> What to do: Write out the lines from the top of the material through the line with "let options = SqliteConnectOptions::new()", exactly and with nothing added.

> Provided entries:
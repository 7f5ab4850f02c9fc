use anyhow::{Context, Result};
use sqlx::SqlitePool;

use crate::common::schema::ColumnInfo;

#[derive(Clone)]
pub struct SchemaInspector {
    pool: SqlitePool,
}

impl SchemaInspector {
    pub fn new(pool: SqlitePool) -> Self {
        SchemaInspector { pool }
    }

    /// Columns of `table` in declaration order. A missing table has no columns.
    pub async fn table_columns(&self, table: &str) -> Result<Vec<ColumnInfo>> {
        let rows = sqlx::query(
            "SELECT cid, name, type, \"notnull\", dflt_value, pk
             FROM pragma_table_info(?1)
             ORDER BY cid",
        )
        .bind(table)
        .fetch_all(&self.pool)
        .await
        .with_context(|| format!("Failed to read schema of table {}", table))?;

        let columns = rows
            .iter()
            .map(ColumnInfo::from_row)
            .collect::<Result<Vec<_>>>()?;

        for column in &columns {
            debug!(
                "{}.{} #{} {} not_null={} default={:?} pk={}",
                table,
                column.name,
                column.cid,
                column.data_type,
                column.not_null,
                column.default_value,
                column.primary_key
            );
        }

        Ok(columns)
    }
}

#[cfg(test)]
mod tests {
    use sqlx::sqlite::{SqliteConnectOptions, SqlitePoolOptions};
    use tempfile::tempdir;

    use super::*;

    async fn pool_with(statements: &[&str]) -> (tempfile::TempDir, SqlitePool) {
        let dir = tempdir().unwrap();
        let options = SqliteConnectOptions::new()
            .filename(dir.path().join("test.db"))
            .create_if_missing(true);
        let pool = SqlitePoolOptions::new()
            .max_connections(1)
            .connect_with(options)
            .await
            .unwrap();

        for statement in statements {
            sqlx::query(statement).execute(&pool).await.unwrap();
        }

        (dir, pool)
    }

    #[tokio::test]
    async fn reads_columns_in_declaration_order() {
        let (_dir, pool) = pool_with(&[
            "CREATE TABLE Settings (id INTEGER PRIMARY KEY, theme TEXT NOT NULL DEFAULT 'light', allowRegistration BOOLEAN)",
        ])
        .await;

        let columns = SchemaInspector::new(pool)
            .table_columns("Settings")
            .await
            .unwrap();

        let names: Vec<&str> = columns.iter().map(|c| c.name.as_str()).collect();
        assert_eq!(names, vec!["id", "theme", "allowRegistration"]);

        assert_eq!(columns[0].primary_key, 1);
        assert_eq!(columns[0].data_type, "INTEGER");
        assert!(columns[1].not_null);
        assert_eq!(columns[1].default_value.as_deref(), Some("'light'"));
        assert_eq!(columns[2].default_value, None);
    }

    #[tokio::test]
    async fn missing_table_has_no_columns() {
        let (_dir, pool) = pool_with(&["CREATE TABLE Users (id INTEGER)"]).await;

        let columns = SchemaInspector::new(pool)
            .table_columns("Settings")
            .await
            .unwrap();

        assert!(columns.is_empty());
    }

    #[tokio::test]
    async fn table_name_is_not_interpolated() {
        let (_dir, pool) = pool_with(&["CREATE TABLE \"odd'name\" (value TEXT)"]).await;

        let columns = SchemaInspector::new(pool)
            .table_columns("odd'name")
            .await
            .unwrap();

        assert_eq!(columns.len(), 1);
        assert_eq!(columns[0].name, "value");
    }
}
use std::fs;

use anyhow::{Context, Result};

use crate::check::outcome::Outcome;
use crate::common::helpers::{print_error_chain, root_cause_message};
use crate::config::CheckConfig;
use crate::connection::{DatabaseConnection, DatabaseConnectionFactory, SqliteConnection};
use crate::inspect::inspector::SchemaInspector;
use crate::inspect::presence::ColumnPresence;

pub struct ColumnPresenceChecker {
    config: CheckConfig,
}

impl ColumnPresenceChecker {
    pub fn new(config: CheckConfig) -> Self {
        ColumnPresenceChecker { config }
    }

    /// Runs the check and writes the one-line report. Only a failure to write
    /// the report is returned as an error.
    pub async fn run(&self) -> Result<Outcome> {
        let database_path = &self.config.database_path;

        if !database_path.exists() {
            warn!("Database not found at {}", database_path.display());
            let outcome = Outcome::NotFound {
                path: database_path.clone(),
            };
            self.write_report(&outcome)?;
            return Ok(outcome);
        }

        let outcome = match self.inspect().await {
            Ok(presence) => self.outcome_from(presence),
            Err(err) => {
                print_error_chain(&err);
                Outcome::Error {
                    message: root_cause_message(&err),
                }
            }
        };

        if let Err(err) = self.write_report(&outcome) {
            print_error_chain(&err);
            let outcome = Outcome::Error {
                message: root_cause_message(&err),
            };
            self.write_report(&outcome)?;
            return Ok(outcome);
        }

        Ok(outcome)
    }

    async fn inspect(&self) -> Result<ColumnPresence> {
        let factory =
            DatabaseConnectionFactory::<SqliteConnection>::new(self.config.database_path.clone());
        let connection = factory.create_connection().await.with_context(|| {
            format!(
                "Failed to open database {}",
                self.config.database_path.display()
            )
        })?;

        debug!("Inspecting table {}", self.config.table);

        let inspector = SchemaInspector::new(connection.pool.clone());
        let columns = inspector.table_columns(&self.config.table).await;

        connection.close().await;

        let columns = columns?;
        if columns.is_empty() {
            debug!("Table {} has no columns or does not exist", self.config.table);
        }

        Ok(ColumnPresence::scan(&columns, &self.config.column))
    }

    fn outcome_from(&self, presence: ColumnPresence) -> Outcome {
        let column = self.config.column.clone();

        if presence.found {
            Outcome::Success { column }
        } else {
            Outcome::Failure {
                column,
                existing: presence.existing,
            }
        }
    }

    fn write_report(&self, outcome: &Outcome) -> Result<()> {
        let output_path = &self.config.output_path;

        fs::write(output_path, outcome.to_string())
            .with_context(|| format!("Failed to write report to {}", output_path.display()))?;

        debug!("Report written to {}", output_path.display());

        Ok(())
    }
}
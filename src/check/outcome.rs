use std::fmt;
use std::path::PathBuf;

use crate::check::format::format_name_list;

#[derive(Debug, Clone, PartialEq)]
pub enum Outcome {
    NotFound { path: PathBuf },
    Success { column: String },
    Failure { column: String, existing: Vec<String> },
    Error { message: String },
}

impl Outcome {
    /// Only a missing database changes the process status.
    pub fn exit_code(&self) -> u8 {
        match self {
            Outcome::NotFound { .. } => 1,
            _ => 0,
        }
    }
}

impl fmt::Display for Outcome {
    fn fmt(&self, f: &mut fmt::Formatter) -> fmt::Result {
        match self {
            Outcome::NotFound { path } => write!(f, "Database not found at {}", path.display()),
            Outcome::Success { column } => write!(f, "SUCCESS: '{}' column found.", column),
            Outcome::Failure { column, existing } => write!(
                f,
                "FAILURE: '{}' column NOT found. Existing columns: {}",
                column,
                format_name_list(existing)
            ),
            Outcome::Error { message } => write!(f, "Error: {}", message),
        }
    }
}

#[cfg(test)]
mod tests {
    use super::*;

    #[test]
    fn renders_each_shape() {
        let not_found = Outcome::NotFound {
            path: PathBuf::from("/srv/prisma/dev.db"),
        };
        assert_eq!(not_found.to_string(), "Database not found at /srv/prisma/dev.db");
        assert_eq!(not_found.exit_code(), 1);

        let success = Outcome::Success {
            column: "allowRegistration".to_string(),
        };
        assert_eq!(success.to_string(), "SUCCESS: 'allowRegistration' column found.");
        assert_eq!(success.exit_code(), 0);

        let failure = Outcome::Failure {
            column: "allowRegistration".to_string(),
            existing: vec!["id".to_string(), "theme".to_string()],
        };
        assert_eq!(
            failure.to_string(),
            "FAILURE: 'allowRegistration' column NOT found. Existing columns: ['id', 'theme']"
        );
        assert_eq!(failure.exit_code(), 0);

        let error = Outcome::Error {
            message: "database is locked".to_string(),
        };
        assert_eq!(error.to_string(), "Error: database is locked");
        assert_eq!(error.exit_code(), 0);
    }
}
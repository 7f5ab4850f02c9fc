pub mod inspector;
pub mod presence;
use std::fs;
use std::path::{Path, PathBuf};

use anyhow::{anyhow, bail, Context, Result};
use toml::Value;

use crate::args::Args;

pub const DEFAULT_DATABASE_PATH: &str = "prisma/dev.db";
pub const DEFAULT_OUTPUT_PATH: &str = "db_status.txt";
pub const DEFAULT_TABLE: &str = "Settings";
pub const DEFAULT_COLUMN: &str = "allowRegistration";

#[derive(Debug, Clone, PartialEq)]
pub struct CheckConfig {
    pub database_path: PathBuf,
    pub output_path: PathBuf,
    pub table: String,
    pub column: String,
}

impl Default for CheckConfig {
    fn default() -> Self {
        CheckConfig {
            database_path: PathBuf::from(DEFAULT_DATABASE_PATH),
            output_path: PathBuf::from(DEFAULT_OUTPUT_PATH),
            table: DEFAULT_TABLE.to_string(),
            column: DEFAULT_COLUMN.to_string(),
        }
    }
}

impl CheckConfig {
    pub(crate) fn from_toml(config: Value) -> Result<Self> {
        let mut check_config = CheckConfig::default();

        let section = match config.get("check") {
            Some(section) => section,
            None => return Ok(check_config),
        };

        if !section.is_table() {
            bail!("Missing or invalid check settings");
        }

        if let Some(path) = optional_str(section, "database_path")? {
            check_config.database_path = PathBuf::from(path);
        }
        if let Some(path) = optional_str(section, "output_path")? {
            check_config.output_path = PathBuf::from(path);
        }
        if let Some(table) = optional_str(section, "table")? {
            check_config.table = table;
        }
        if let Some(column) = optional_str(section, "column")? {
            check_config.column = column;
        }

        check_config.validate()?;

        Ok(check_config)
    }

    pub fn with_overrides(mut self, args: &Args) -> Result<Self> {
        if let Some(database) = &args.database {
            self.database_path = database.clone();
        }
        if let Some(output) = &args.output {
            self.output_path = output.clone();
        }
        if let Some(table) = &args.table {
            self.table = table.clone();
        }
        if let Some(column) = &args.column {
            self.column = column.clone();
        }

        self.validate()?;

        Ok(self)
    }

    fn validate(&self) -> Result<()> {
        if self.table.is_empty() {
            bail!("Table name must not be empty");
        }
        if self.column.is_empty() {
            bail!("Column name must not be empty");
        }
        Ok(())
    }
}

fn optional_str(section: &Value, key: &str) -> Result<Option<String>> {
    match section.get(key) {
        None => Ok(None),
        Some(value) => value
            .as_str()
            .map(|s| Some(s.to_string()))
            .ok_or_else(|| anyhow!("Missing or invalid {}", key)),
    }
}

/// Reads the config file, falling back to defaults when the implicit file is absent.
pub fn load_config(path: &Path, explicit: bool) -> Result<CheckConfig> {
    if !explicit && !path.exists() {
        debug!("No config file at {}, using defaults", path.display());
        return Ok(CheckConfig::default());
    }

    let content = fs::read_to_string(path)
        .with_context(|| format!("Cannot read config file {}", path.display()))?;
    let value = content.parse::<Value>()?;
    CheckConfig::from_toml(value)
}
pub mod checker;
pub mod format;
pub mod outcome;
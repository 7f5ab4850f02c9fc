use anyhow::Result;
use sqlx::sqlite::SqliteRow;
use sqlx::Row;

/// One row of `pragma_table_info`.
#[derive(Debug, Clone, PartialEq)]
pub struct ColumnInfo {
    pub cid: i64,
    pub name: String,
    pub data_type: String,
    pub not_null: bool,
    pub default_value: Option<String>,
    pub primary_key: i64,
}

impl ColumnInfo {
    pub fn from_row(row: &SqliteRow) -> Result<Self> {
        let cid = row.try_get::<i64, _>("cid")?;
        let name = row.try_get::<String, _>("name")?;
        let data_type = row
            .try_get::<Option<String>, _>("type")?
            .unwrap_or_default();
        let not_null = row.try_get::<i64, _>("notnull")? != 0;
        let default_value = row.try_get::<Option<String>, _>("dflt_value")?;
        let primary_key = row.try_get::<i64, _>("pk")?;

        Ok(ColumnInfo {
            cid,
            name,
            data_type,
            not_null,
            default_value,
            primary_key,
        })
    }
}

> Reply:
repository 7f5ab4850f02c9fc
use anyhow::{Context, Result};
use sqlx::SqlitePool;

use crate::common::schema::ColumnInfo;

#[derive(Clone)]
pub struct SchemaInspector {
    pool: SqlitePool,
}

impl SchemaInspector {
    pub fn new(pool: SqlitePool) -> Self {
        SchemaInspector { pool }
    }

    /// Columns of `table` in declaration order. A missing table has no columns.
    pub async fn table_columns(&self, table: &str) -> Result<Vec<ColumnInfo>> {
        let rows = sqlx::query(
            "SELECT cid, name, type, \"notnull\", dflt_value, pk
             FROM pragma_table_info(?1)
             ORDER BY cid",
        )
        .bind(table)
        .fetch_all(&self.pool)
        .await
        .with_context(|| format!("Failed to read schema of table {}", table))?;

        let columns = rows
            .iter()
            .map(ColumnInfo::from_row)
            .collect::<Result<Vec<_>>>()?;

        for column in &columns {
            debug!(
                "{}.{} #{} {} not_null={} default={:?} pk={}",
                table,
                column.name,
                column.cid,
                column.data_type,
                column.not_null,
                column.default_value,
                column.primary_key
            );
        }

        Ok(columns)
    }
}

#[cfg(test)]
mod tests {
    use sqlx::sqlite::{SqliteConnectOptions, SqlitePoolOptions};
    use tempfile::tempdir;

    use super::*;

    async fn pool_with(statements: &[&str]) -> (tempfile::TempDir, SqlitePool) {
        let dir = tempdir().unwrap();
        let options = SqliteConnectOptions::new()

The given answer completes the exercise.